I spent most of Wednesday morning on the phone, assuring my family that I had Thanksgiving under control. My Aunt Maggie was not pleased. She had begrudgingly handed over Thanksgiving duties to me, but only because she was recovering from knee replacement surgery. Still, she insisted that if electricity returned before 6pm, that I should rush out to the store and recover our lost Thanksgiving tradition, as if the very existence of our family tree was on the line. And it was at that exact moment that the power came back on.

This only fueled Aunt Maggie’s fire. Thankfully, another call was coming in and I just had to take it. It was the caterer with the day-before confirmation call. Couldn’t miss it.

Unfortunately, it was a confirmation that the caterer, too, had been without power and without a generator. All of their customer records were stored on their computer, which they had only just gained access to now that their power was restored. The food, of course, was destroyed, not to mention the deliveries that had been delayed because of poor road conditions across storm-affected states.

I got off the phone, grabbed my purse and drove to the grocery store. It was madness. All the turkeys were gone. Heck, even frozen turkey dinners were gone. The store’s deli had resorted to reframing Thanksgiving with Italian, Mexican and other ethnic themes. Defeated, I grabbed a couple of boxes of spaghetti, a few jars of sauce and some rolls. I took my place in a line that looked to be 45 minutes to an hour long.

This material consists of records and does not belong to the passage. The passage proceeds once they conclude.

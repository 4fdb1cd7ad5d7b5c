//! Client configuration
//!
//! Values are layered: built-in defaults, then an optional configuration file
//! (TOML or YAML, picked by extension), then `QUICKSURF_*` environment
//! variables.

use crate::{CoreError, CoreResult};
use serde::{Deserialize, Serialize};
use std::path::{Path, PathBuf};
use url::Url;

/// Default API root used when nothing else is configured
pub const DEFAULT_API_BASE: &str = "http://localhost:8000/api";

/// Environment variable prefix
pub const ENV_PREFIX: &str = "QUICKSURF";

/// Configuration for talking to the Quicksurf backend
#[derive(Debug, Clone, PartialEq, Eq, Serialize, Deserialize)]
pub struct ClientConfig {
    /// Root of the backend API, e.g. `https://quicksurf.onrender.com/api`
    pub api_base: String,

    /// Whole-request timeout in seconds (0 disables it)
    pub timeout_secs: u64,

    /// User agent sent with every request
    pub user_agent: String,

    /// Directory holding persisted credentials
    pub state_dir: PathBuf,
}

impl Default for ClientConfig {
    fn default() -> Self {
        Self {
            api_base: DEFAULT_API_BASE.to_string(),
            timeout_secs: 30,
            user_agent: concat!("quicksurf-client/", env!("CARGO_PKG_VERSION")).to_string(),
            state_dir: default_state_dir(),
        }
    }
}

impl ClientConfig {
    /// Load configuration from defaults and the environment
    ///
    /// # Errors
    ///
    /// Returns an error if an environment variable cannot be parsed or the
    /// resulting API root is not a valid http(s) URL
    pub fn from_env() -> CoreResult<Self> {
        Self::load(None, env_source())
    }

    /// Load configuration from a file, with environment variables on top
    ///
    /// # Errors
    ///
    /// Returns an error if the file cannot be read or parsed
    pub fn from_file<P: AsRef<Path>>(path: P) -> CoreResult<Self> {
        Self::load(Some(path.as_ref()), env_source())
    }

    fn load(file: Option<&Path>, env: config::Environment) -> CoreResult<Self> {
        let defaults = Self::default();

        let mut builder = config::Config::builder()
            .set_default("api_base", defaults.api_base)?
            .set_default("timeout_secs", defaults.timeout_secs)?
            .set_default("user_agent", defaults.user_agent)?
            .set_default("state_dir", defaults.state_dir.to_string_lossy().to_string())?;

        if let Some(path) = file {
            builder = builder.add_source(config::File::from(path));
        }

        let config: Self = builder.add_source(env).build()?.try_deserialize()?;
        config.validate()?;
        Ok(config)
    }

    /// API root with trailing slashes stripped
    pub fn api_root(&self) -> &str {
        self.api_base.trim_end_matches('/')
    }

    /// Check that the API root is an absolute http(s) URL
    ///
    /// # Errors
    ///
    /// Returns [`CoreError::InvalidConfig`] when it is not
    pub fn validate(&self) -> CoreResult<()> {
        let url = Url::parse(self.api_root()).map_err(|e| {
            CoreError::invalid_config(format!("api_base '{}': {e}", self.api_base))
        })?;

        match url.scheme() {
            "http" | "https" => Ok(()),
            other => Err(CoreError::invalid_config(format!(
                "api_base must use http or https, got '{other}'"
            ))),
        }
    }

    /// Path of the persisted (durable) credential store
    pub fn credentials_path(&self) -> PathBuf {
        self.state_dir.join("credentials.json")
    }
}

fn env_source() -> config::Environment {
    config::Environment::with_prefix(ENV_PREFIX).try_parsing(true)
}

fn default_state_dir() -> PathBuf {
    directories::ProjectDirs::from("ng", "Quicksurf", "quicksurf")
        .map(|dirs| dirs.data_dir().to_path_buf())
        .unwrap_or_else(|| PathBuf::from(".quicksurf"))
}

Behind me, I heard a couple of college kids joking about how Chinese places are always open for Thanksgiving. I chuckled. Then I whipped out my smartphone and made a reservation. I got out of line.

My revolution had a realization. Being host meant being a leader. I had set out with a mission this Thanksgiving, and I wasn’t going to let the inevitable indecisiveness between spaghetti and kung pao chicken rule the day.

I messaged everyone the reservation details and turned my phone off. Once again, I fell asleep that night reading Game of Thrones.

The next day was one of reckoning. I got dressed in a decidedly casual outfit and headed to the Chinese restaurant. I’m glad I made reservations because there was a line out the door, wrapping halfway around the restaurant. The storm had so disrupted travel and refrigerators that many other families were also forced to make ad hoc Thanksgiving plans.

I found various of my own family members scattered throughout the crowd. These usually smart, capable people had suddenly descended into outright helplessness without the crutch of dry turkey on the fourth Thursday of November.
We made our way to the front, somehow surviving the ravenous glares darting from people who clearly misunderstood the historical meaning of the day. (Or completely comprehended it, depending on the interpretation of your favorite history pundit.)

As we were being seated, the waiter gave us a “special” menu. Upon first glance, I didn’t think anything of it. A special menu on Thanksgiving? Sounds about right.

Then I started reading it. American fare. The waiter noticed our confused faces.

“No power. Food gone. We shop at Costco.”

And that’s why we all ate hamburgers.